Task description: Exact copies of all the records are the expected output.

Records for the exercise:
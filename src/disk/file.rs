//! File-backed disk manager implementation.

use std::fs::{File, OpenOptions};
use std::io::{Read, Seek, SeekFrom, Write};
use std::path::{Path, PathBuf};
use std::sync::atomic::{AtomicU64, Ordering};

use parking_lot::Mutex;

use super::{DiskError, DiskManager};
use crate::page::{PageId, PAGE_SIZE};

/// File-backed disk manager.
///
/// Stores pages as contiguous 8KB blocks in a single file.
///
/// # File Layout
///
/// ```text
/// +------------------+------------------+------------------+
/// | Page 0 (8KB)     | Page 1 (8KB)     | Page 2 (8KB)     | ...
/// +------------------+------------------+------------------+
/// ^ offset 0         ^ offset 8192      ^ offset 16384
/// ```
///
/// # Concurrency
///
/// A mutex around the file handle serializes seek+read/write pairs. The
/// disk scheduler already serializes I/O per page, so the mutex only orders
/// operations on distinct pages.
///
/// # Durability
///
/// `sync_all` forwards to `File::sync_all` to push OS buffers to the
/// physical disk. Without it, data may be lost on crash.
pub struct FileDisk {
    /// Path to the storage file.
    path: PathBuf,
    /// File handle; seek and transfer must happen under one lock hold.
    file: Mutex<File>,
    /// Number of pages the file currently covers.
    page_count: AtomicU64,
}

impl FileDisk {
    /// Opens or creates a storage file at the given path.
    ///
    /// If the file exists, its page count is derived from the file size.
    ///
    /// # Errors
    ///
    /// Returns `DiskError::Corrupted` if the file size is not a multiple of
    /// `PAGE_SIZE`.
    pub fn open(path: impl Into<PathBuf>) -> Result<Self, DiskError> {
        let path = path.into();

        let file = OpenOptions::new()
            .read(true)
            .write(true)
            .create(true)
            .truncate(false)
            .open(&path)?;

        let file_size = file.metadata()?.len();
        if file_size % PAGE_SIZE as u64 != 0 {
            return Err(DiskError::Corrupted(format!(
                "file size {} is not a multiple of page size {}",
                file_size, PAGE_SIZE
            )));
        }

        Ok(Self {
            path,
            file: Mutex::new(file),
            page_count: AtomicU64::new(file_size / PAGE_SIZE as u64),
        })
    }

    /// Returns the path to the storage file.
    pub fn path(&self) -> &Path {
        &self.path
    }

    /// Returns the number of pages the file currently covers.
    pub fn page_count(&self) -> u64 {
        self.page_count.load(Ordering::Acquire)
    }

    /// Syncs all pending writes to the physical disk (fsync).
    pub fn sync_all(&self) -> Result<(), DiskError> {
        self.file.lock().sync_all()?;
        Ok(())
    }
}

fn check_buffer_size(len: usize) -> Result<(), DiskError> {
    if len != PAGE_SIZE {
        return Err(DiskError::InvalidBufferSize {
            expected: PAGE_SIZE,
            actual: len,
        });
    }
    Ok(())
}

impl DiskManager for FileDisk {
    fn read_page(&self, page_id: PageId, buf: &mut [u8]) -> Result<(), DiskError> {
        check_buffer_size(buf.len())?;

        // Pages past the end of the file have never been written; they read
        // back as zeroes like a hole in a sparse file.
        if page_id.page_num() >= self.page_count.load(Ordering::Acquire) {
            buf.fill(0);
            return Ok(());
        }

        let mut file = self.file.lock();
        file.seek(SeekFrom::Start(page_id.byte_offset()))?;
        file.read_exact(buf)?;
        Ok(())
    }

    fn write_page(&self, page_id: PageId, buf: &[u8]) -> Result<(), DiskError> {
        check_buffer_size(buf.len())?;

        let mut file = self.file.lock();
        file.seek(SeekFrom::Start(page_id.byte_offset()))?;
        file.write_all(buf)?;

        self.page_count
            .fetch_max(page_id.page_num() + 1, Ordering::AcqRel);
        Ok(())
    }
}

Problem solution:
filename src/disk/file.rs
//! File-backed disk manager implementation.

use std::fs::{File, OpenOptions};
use std::io::{Read, Seek, SeekFrom, Write};
use std::path::{Path, PathBuf};
use std::sync::atomic::{AtomicU64, Ordering};

use parking_lot::Mutex;

use super::{DiskError, DiskManager};
use crate::page::{PageId, PAGE_SIZE};

/// File-backed disk manager.
///
/// Stores pages as contiguous 8KB blocks in a single file.
///
/// # File Layout
///
/// ```text
/// +------------------+------------------+------------------+
/// | Page 0 (8KB)     | Page 1 (8KB)     | Page 2 (8KB)     | ...
/// +------------------+------------------+------------------+
/// ^ offset 0         ^ offset 8192      ^ offset 16384
/// ```
///
/// # Concurrency
///
/// A mutex around the file handle serializes seek+read/write pairs. The
/// disk scheduler already serializes I/O per page, so the mutex only orders
/// operations on distinct pages.
///
/// # Durability
///
/// `sync_all` forwards to `File::sync_all` to push OS buffers to the
/// physical disk. Without it, data may be lost on crash.
pub struct FileDisk {
    /// Path to the storage file.
    path: PathBuf,
    /// File handle; seek and transfer must happen under one lock hold.
    file: Mutex<File>,
    /// Number of pages the file currently covers.
    page_count: AtomicU64,
}

impl FileDisk {
    /// Opens or creates a storage file at the given path.
    ///
    /// If the file exists, its page count is derived from the file size.
    ///
    /// # Errors
    ///
    /// Returns `DiskError::Corrupted` if the file size is not a multiple of
    /// `PAGE_SIZE`.
    pub fn open(path: impl Into<PathBuf>) -> Result<Self, DiskError> {
        let path = path.into();

        let file = OpenOptions::new()
            .read(true)
            .write(true)
            .create(true)
            .truncate(false)
            .open(&path)?;

        let file_size = file.metadata()?.len();
        if file_size % PAGE_SIZE as u64 != 0 {
            return Err(DiskError::Corrupted(format!(
                "file size {} is not a multiple of page size {}",
                file_size, PAGE_SIZE
            )));
        }

        Ok(Self {
            path,
            file: Mutex::new(file),
            page_count: AtomicU64::new(file_size / PAGE_SIZE as u64),
        })
    }

    /// Returns the path to the storage file.
    pub fn path(&self) -> &Path {
        &self.path
    }

    /// Returns the number of pages the file currently covers.
    pub fn page_count(&self) -> u64 {
        self.page_count.load(Ordering::Acquire)
    }

    /// Syncs all pending writes to the physical disk (fsync).
    pub fn sync_all(&self) -> Result<(), DiskError> {
        self.file.lock().sync_all()?;
        Ok(())
    }
}

fn check_buffer_size(len: usize) -> Result<(), DiskError> {
    if len != PAGE_SIZE {
        return Err(DiskError::InvalidBufferSize {
            expected: PAGE_SIZE,
            actual: len,
        });
    }
    Ok(())
}

impl DiskManager for FileDisk {
    fn read_page(&self, page_id: PageId, buf: &mut [u8]) -> Result<(), DiskError> {
        check_buffer_size(buf.len())?;

        // Pages past the end of the file have never been written; they read
        // back as zeroes like a hole in a sparse file.
        if page_id.page_num() >= self.page_count.load(Ordering::Acquire) {
            buf.fill(0);
            return Ok(());
        }

        let mut file = self.file.lock();
        file.seek(SeekFrom::Start(page_id.byte_offset()))?;
        file.read_exact(buf)?;
        Ok(())
    }

    fn write_page(&self, page_id: PageId, buf: &[u8]) -> Result<(), DiskError> {
        check_buffer_size(buf.len())?;

        let mut file = self.file.lock();
        file.seek(SeekFrom::Start(page_id.byte_offset()))?;
        file.write_all(buf)?;

        self.page_count
            .fetch_max(page_id.page_num() + 1, Ordering::AcqRel);
        Ok(())
    }
}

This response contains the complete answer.